Tag Archives: ahrc collaborative skills development

Next AHRC workshop announced – Museum of London Cheapside Hoard Exhibition

Emerald-Watch-2It’s time to register for the next workshop! Come and join us to continue the discussion about the relationship between different kinds of pre-modern materiality and how we analyse and display them…

Following on from the first two in the series of AHRC Collaborative Skills Development workshops hosted by the Museum of London at The London Archaeological Archive and Research Centre, and University of London Senate House Library, the third workshop will take place at the Museum of London. This workshop will examine the practicalities and challenges of displaying objects in museum exhibits.

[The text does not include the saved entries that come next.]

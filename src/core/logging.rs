//! Tracing/logging initialization

use tracing_subscriber::EnvFilter;

/// Initialize logging for the process.
///
/// `RUST_LOG` wins when set. Otherwise only warnings are shown, `verbose` lowers
/// the level to debug and `quiet` raises it to errors. Logs go to stderr so they
/// never mix with command output. Subsequent calls are no-ops.
pub fn init(verbose: bool, quiet: bool) {
    let default_level = if quiet {
        "error"
    } else if verbose {
        "debug"
    } else {
        "warn"
    };
    let filter = EnvFilter::try_from_default_env()
        .unwrap_or_else(|_| EnvFilter::new(format!("stockroom={default_level}")));

    let _ = tracing_subscriber::fmt()
        .with_env_filter(filter)
        .with_writer(std::io::stderr)
        .with_target(false)
        .compact()
        .try_init();
}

An initial session will examine a small group artefacts relating to death and mourning from the early modern period and formulate ways that such themes might be interpreted in a display for a variety of different audiences. After having worked up ideas and possible strategies for delivering textual information and display requirements, an area of the Museum of London’s War, Plague and Fire gallery will be studied to learn how objects and text come together in practical terms as part of a grand narrative of an exhibit. This will be followed by a visit to the Museum’s temporary Cheapside Hoard exhibition. Here, the focus will be on analysing specifically the design of a major exhibit and how visitors engage with very small objects as well as related supporting content, reconstructions and illustrative material.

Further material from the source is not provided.